▸ WORK ORDER
From the entries below, reproduce exactly the line containing "job still ran.", the line containing "while let Some(job)", and every line in between, with nothing added.

▸ RECORDS TO USE

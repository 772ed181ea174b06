//! Metrics collection and export.
//!
//! Uses the `metrics` crate for instrumentation and exports
//! to Prometheus format.

use metrics::{counter, gauge};
use metrics_exporter_prometheus::PrometheusBuilder;
use std::net::SocketAddr;
use tracing::info;

/// Metric names.
pub mod names {
    pub const SUBSCRIBERS_TOTAL: &str = "turfcast_subscribers_total";
    pub const SUBSCRIBERS_ACTIVE: &str = "turfcast_subscribers_active";
    pub const POLLS_TOTAL: &str = "turfcast_polls_total";
    pub const EVENTS_TOTAL: &str = "turfcast_events_total";
    pub const UPSTREAM_ERRORS_TOTAL: &str = "turfcast_upstream_errors_total";
}

/// Initialize the metrics system.
pub fn init_metrics() {
    metrics::describe_counter!(
        names::SUBSCRIBERS_TOTAL,
        "Total number of subscribers since server start"
    );
    metrics::describe_gauge!(
        names::SUBSCRIBERS_ACTIVE,
        "Current number of attached subscribers"
    );
    metrics::describe_counter!(names::POLLS_TOTAL, "Total poll executions by poller and outcome");
    metrics::describe_counter!(names::EVENTS_TOTAL, "Total events broadcast by kind");
    metrics::describe_counter!(
        names::UPSTREAM_ERRORS_TOTAL,
        "Total upstream failures by kind"
    );

    info!("Metrics initialized");
}

/// Start the Prometheus metrics server.
///
/// # Errors
///
/// Returns an error if the server cannot be started.
pub fn start_metrics_server(port: u16) -> Result<(), Box<dyn std::error::Error>> {
    let addr: SocketAddr = format!("0.0.0.0:{}", port).parse()?;

    PrometheusBuilder::new()
        .with_http_listener(addr)
        .install()?;

    info!("Metrics server listening on {}", addr);
    Ok(())
}

/// Record a poll execution.
pub fn record_poll(poller: &'static str, outcome: &'static str) {
    counter!(names::POLLS_TOTAL, "poller" => poller, "outcome" => outcome).increment(1);
}

/// Record a broadcast event.
pub fn record_event(event: &'static str) {
    counter!(names::EVENTS_TOTAL, "event" => event).increment(1);
}

/// Record an upstream failure.
pub fn record_upstream_error(kind: &'static str) {
    counter!(names::UPSTREAM_ERRORS_TOTAL, "kind" => kind).increment(1);
}

/// Metrics guard that tracks one subscriber's lifetime.
pub struct SubscriberMetricsGuard;

impl SubscriberMetricsGuard {
    /// Create a new metrics guard, recording an attach.
    #[must_use]
    pub fn new() -> Self {
        counter!(names::SUBSCRIBERS_TOTAL).increment(1);
        gauge!(names::SUBSCRIBERS_ACTIVE).increment(1.0);
        Self
    }
}

impl Default for SubscriberMetricsGuard {
    fn default() -> Self {
        Self::new()
    }
}

impl Drop for SubscriberMetricsGuard {
    fn drop(&mut self) {
        gauge!(names::SUBSCRIBERS_ACTIVE).decrement(1.0);
    }
}
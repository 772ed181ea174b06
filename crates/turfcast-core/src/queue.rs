//! Rate-limited upstream request queue.
//!
//! All outbound upstream calls are funneled through one queue so that,
//! across every caller, no two calls start less than the configured
//! minimum spacing apart. Spacing is measured start-to-start: a slow
//! call does not inflate the delay beyond the spacing itself.
//!
//! Jobs run strictly in enqueue order on a single drain task, and each
//! caller gets its own result back; a failure in one job never affects
//! the jobs queued behind it.

use futures_util::future::BoxFuture;
use std::future::Future;
use std::time::Duration;
use thiserror::Error;
use tokio::sync::{mpsc, oneshot};
use tokio::time::Instant;
use tracing::trace;

/// Queue errors.
#[derive(Debug, Error)]
pub enum QueueError {
    /// The drain task is gone; no more jobs can run.
    #[error("request queue closed")]
    Closed,
}

/// A queued unit of work, erased so the drain loop can run anything.
type Job = Box<dyn FnOnce() -> BoxFuture<'static, ()> + Send>;

/// FIFO queue enforcing minimum start-to-start spacing between jobs.
#[derive(Debug, Clone)]
pub struct RequestQueue {
    tx: mpsc::UnboundedSender<Job>,
}

impl RequestQueue {
    /// Create a queue and spawn its drain task.
    ///
    /// Must be called from within a tokio runtime.
    #[must_use]
    pub fn new(min_spacing: Duration) -> Self {
        let (tx, rx) = mpsc::unbounded_channel();
        tokio::spawn(drain(rx, min_spacing));
        Self { tx }
    }

    /// Enqueue a unit of work and wait for its result.
    ///
    /// The job starts only once every job enqueued before it has
    /// completed and the minimum spacing since the previous job's
    /// start has elapsed.
    ///
    /// # Errors
    ///
    /// Returns [`QueueError::Closed`] if the drain task is gone.
    pub async fn enqueue<T, F, Fut>(&self, job: F) -> Result<T, QueueError>
    where
        F: FnOnce() -> Fut + Send + 'static,
        Fut: Future<Output = T> + Send + 'static,
        T: Send + 'static,
    {
        let (done_tx, done_rx) = oneshot::channel();
        let wrapped: Job = Box::new(move || {
            Box::pin(async move {
                // The caller may have gone away; the job still ran.
                let _ = done_tx.send(job().await);
            })
        });

        self.tx.send(wrapped).map_err(|_| QueueError::Closed)?;
        done_rx.await.map_err(|_| QueueError::Closed)
    }
}

/// The single drain loop: one job in flight at a time, spaced apart.
async fn drain(mut rx: mpsc::UnboundedReceiver<Job>, min_spacing: Duration) {
    let mut last_start: Option<Instant> = None;

    while let Some(job) = rx.recv().await {
        if let Some(prev) = last_start {
            let since = prev.elapsed();
            if since < min_spacing {
                tokio::time::sleep(min_spacing - since).await;
            }
        }
        last_start = Some(Instant::now());
        trace!("Dispatching queued upstream call");
        job().await;
    }
}

#[cfg(test)]
mod tests {
    use super::*;
    use rand::{rngs::StdRng, Rng, SeedableRng};
    use std::sync::{Arc, Mutex};

    const SPACING: Duration = Duration::from_millis(1000);

    #[tokio::test(start_paused = true)]
    async fn test_spacing_between_starts() {
        let queue = RequestQueue::new(SPACING);
        let starts: Arc<Mutex<Vec<Instant>>> = Arc::new(Mutex::new(Vec::new()));

        // Random arrival delays so the callers interleave in a
        // different order from the spawn order. Seeded for
        // reproducibility.
        let mut rng = StdRng::seed_from_u64(0x7a5e);
        let delays: Vec<u64> = (0..6).map(|_| rng.random_range(0..200)).collect();

        let mut handles = Vec::new();
        for (i, delay) in delays.into_iter().enumerate() {
            let queue = queue.clone();
            let starts = Arc::clone(&starts);
            handles.push(tokio::spawn(async move {
                tokio::time::sleep(Duration::from_millis(delay)).await;
                queue
                    .enqueue(move || async move {
                        starts.lock().unwrap().push(Instant::now());
                        i
                    })
                    .await
                    .unwrap()
            }));
        }
        for handle in handles {
            handle.await.unwrap();
        }

        let starts = starts.lock().unwrap();
        assert_eq!(starts.len(), 6);
        for pair in starts.windows(2) {
            assert!(pair[1] - pair[0] >= SPACING, "starts closer than spacing");
        }
    }

    #[tokio::test(start_paused = true)]
    async fn test_fifo_order() {
        let queue = RequestQueue::new(Duration::from_millis(10));
        let order: Arc<Mutex<Vec<u32>>> = Arc::new(Mutex::new(Vec::new()));

        // join! polls each enqueue future in order, so the sends hit
        // the queue in the order written here.
        let (o1, o2, o3) = (order.clone(), order.clone(), order.clone());
        let (r1, r2, r3) = tokio::join!(
            queue.enqueue(move || async move { o1.lock().unwrap().push(1) }),
            queue.enqueue(move || async move { o2.lock().unwrap().push(2) }),
            queue.enqueue(move || async move { o3.lock().unwrap().push(3) }),
        );
        r1.unwrap();
        r2.unwrap();
        r3.unwrap();

        assert_eq!(*order.lock().unwrap(), vec![1, 2, 3]);
    }

    #[tokio::test(start_paused = true)]
    async fn test_slow_job_does_not_inflate_spacing() {
        let queue = RequestQueue::new(SPACING);

        let first_start = Instant::now();
        let (slow, fast) = tokio::join!(
            queue.enqueue(|| async {
                tokio::time::sleep(Duration::from_millis(1500)).await;
                Instant::now()
            }),
            queue.enqueue(|| async { Instant::now() }),
        );

        // The slow job itself exceeded the spacing, so the second job
        // starts as soon as the first completes.
        let slow_done = slow.unwrap();
        let fast_start = fast.unwrap();
        assert!(slow_done - first_start >= Duration::from_millis(1500));
        assert!(fast_start - slow_done < Duration::from_millis(100));
    }

    #[tokio::test(start_paused = true)]
    async fn test_failure_isolated_per_job() {
        let queue = RequestQueue::new(Duration::from_millis(10));

        let (failed, ok) = tokio::join!(
            queue.enqueue(|| async { Err::<(), &str>("upstream exploded") }),
            queue.enqueue(|| async { Ok::<u32, &str>(7) }),
        );

        assert_eq!(failed.unwrap(), Err("upstream exploded"));
        assert_eq!(ok.unwrap(), Ok(7));
    }
}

▸ SOLVED EXERCISE
                // The caller may have gone away; the job still ran.
                let _ = done_tx.send(job().await);
            })
        });

        self.tx.send(wrapped).map_err(|_| QueueError::Closed)?;
        done_rx.await.map_err(|_| QueueError::Closed)
    }
}

/// The single drain loop: one job in flight at a time, spaced apart.
async fn drain(mut rx: mpsc::UnboundedReceiver<Job>, min_spacing: Duration) {
    let mut last_start: Option<Instant> = None;

    while let Some(job) = rx.recv().await {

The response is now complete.